#### To do
Nothing in the data may be altered as it is transcribed.

--- Supplied information ---

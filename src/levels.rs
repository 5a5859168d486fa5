//! Three-band qualitative classification of raw sensor values.
//!
//! Thresholds are expressed in each sensor's native unit (°C, %, ppm) and are
//! applied to the unconverted reading. Bands are scanned in ascending order,
//! first match wins, upper bounds inclusive.

use serde::{Deserialize, Serialize};
use utoipa::ToSchema;

use crate::models::SensorKind;

/// Upper bound of the Optimal moisture band used when none is configured.
pub const DEFAULT_MOISTURE_OPTIMAL_MAX: f64 = 86.0;

#[derive(Debug, Clone, Copy, PartialEq, Eq, Hash, Serialize, Deserialize, ToSchema)]
#[serde(rename_all = "snake_case")]
pub enum Level {
    // temperature
    Low,
    Normal,
    High,
    // moisture
    Dry,
    Optimal,
    Wet,
    // gas
    Safe,
    Moderate,
    Hazardous,
    /// Absent or non-numeric reading.
    Unknown,
}

/// Inclusive upper bounds of the first two bands per sensor kind.
#[derive(Debug, Clone, Copy, PartialEq, Serialize, Deserialize)]
pub struct Thresholds {
    pub temperature_low_max: f64,
    pub temperature_normal_max: f64,
    pub moisture_dry_max: f64,
    pub moisture_optimal_max: f64,
    pub gas_safe_max: f64,
    pub gas_moderate_max: f64,
}

impl Default for Thresholds {
    fn default() -> Self {
        Self {
            temperature_low_max: 15.0,
            temperature_normal_max: 25.0,
            moisture_dry_max: 75.0,
            moisture_optimal_max: DEFAULT_MOISTURE_OPTIMAL_MAX,
            gas_safe_max: 800.0,
            gas_moderate_max: 1000.0,
        }
    }
}

impl Thresholds {
    /// Ordered `(upper bound, level)` bands for `kind`, closed by a catch-all.
    fn bands(&self, kind: SensorKind) -> [(f64, Level); 3] {
        match kind {
            SensorKind::Temperature => [
                (self.temperature_low_max, Level::Low),
                (self.temperature_normal_max, Level::Normal),
                (f64::INFINITY, Level::High),
            ],
            SensorKind::Moisture => [
                (self.moisture_dry_max, Level::Dry),
                (self.moisture_optimal_max, Level::Optimal),
                (f64::INFINITY, Level::Wet),
            ],
            SensorKind::Gas => [
                (self.gas_safe_max, Level::Safe),
                (self.gas_moderate_max, Level::Moderate),
                (f64::INFINITY, Level::Hazardous),
            ],
        }
    }

    /// Classify a raw reading. `None` and NaN classify to [`Level::Unknown`].
    pub fn classify(&self, raw: Option<f64>, kind: SensorKind) -> Level {
        let Some(value) = raw.filter(|v| !v.is_nan()) else {
            return Level::Unknown;
        };

        self.bands(kind)
            .into_iter()
            .find(|(max, _)| value <= *max)
            .map(|(_, level)| level)
            .unwrap_or(Level::Unknown)
    }
}

/// Classify with the default threshold table.
pub fn classify(raw: Option<f64>, kind: SensorKind) -> Level {
    Thresholds::default().classify(raw, kind)
}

---

#### Problem solution
filename src/levels.rs
repository 5a5859168d486fa5
//! Three-band qualitative classification of raw sensor values.
//!
//! Thresholds are expressed in each sensor's native unit (°C, %, ppm) and are
//! applied to the unconverted reading. Bands are scanned in ascending order,
//! first match wins, upper bounds inclusive.

use serde::{Deserialize, Serialize};
use utoipa::ToSchema;

use crate::models::SensorKind;

/// Upper bound of the Optimal moisture band used when none is configured.
pub const DEFAULT_MOISTURE_OPTIMAL_MAX: f64 = 86.0;

#[derive(Debug, Clone, Copy, PartialEq, Eq, Hash, Serialize, Deserialize, ToSchema)]
#[serde(rename_all = "snake_case")]
pub enum Level {
    // temperature
    Low,
    Normal,
    High,
    // moisture
    Dry,
    Optimal,
    Wet,
    // gas
    Safe,
    Moderate,
    Hazardous,
    /// Absent or non-numeric reading.
    Unknown,
}

/// Inclusive upper bounds of the first two bands per sensor kind.
#[derive(Debug, Clone, Copy, PartialEq, Serialize, Deserialize)]
pub struct Thresholds {
    pub temperature_low_max: f64,
    pub temperature_normal_max: f64,
    pub moisture_dry_max: f64,
    pub moisture_optimal_max: f64,
    pub gas_safe_max: f64,
    pub gas_moderate_max: f64,
}

impl Default for Thresholds {
    fn default() -> Self {
        Self {
            temperature_low_max: 15.0,
            temperature_normal_max: 25.0,
            moisture_dry_max: 75.0,
            moisture_optimal_max: DEFAULT_MOISTURE_OPTIMAL_MAX,
            gas_safe_max: 800.0,
            gas_moderate_max: 1000.0,
        }
    }
}

impl Thresholds {
    /// Ordered `(upper bound, level)` bands for `kind`, closed by a catch-all.
    fn bands(&self, kind: SensorKind) -> [(f64, Level); 3] {
        match kind {
            SensorKind::Temperature => [
                (self.temperature_low_max, Level::Low),
                (self.temperature_normal_max, Level::Normal),
                (f64::INFINITY, Level::High),
            ],
            SensorKind::Moisture => [
                (self.moisture_dry_max, Level::Dry),
                (self.moisture_optimal_max, Level::Optimal),
                (f64::INFINITY, Level::Wet),
            ],
            SensorKind::Gas => [
                (self.gas_safe_max, Level::Safe),
                (self.gas_moderate_max, Level::Moderate),
                (f64::INFINITY, Level::Hazardous),
            ],
        }
    }

    /// Classify a raw reading. `None` and NaN classify to [`Level::Unknown`].
    pub fn classify(&self, raw: Option<f64>, kind: SensorKind) -> Level {
        let Some(value) = raw.filter(|v| !v.is_nan()) else {
            return Level::Unknown;
        };

        self.bands(kind)
            .into_iter()
            .find(|(max, _)| value <= *max)
            .map(|(_, level)| level)
            .unwrap_or(Level::Unknown)
    }
}

/// Classify with the default threshold table.
pub fn classify(raw: Option<f64>, kind: SensorKind) -> Level {
    Thresholds::default().classify(raw, kind)
}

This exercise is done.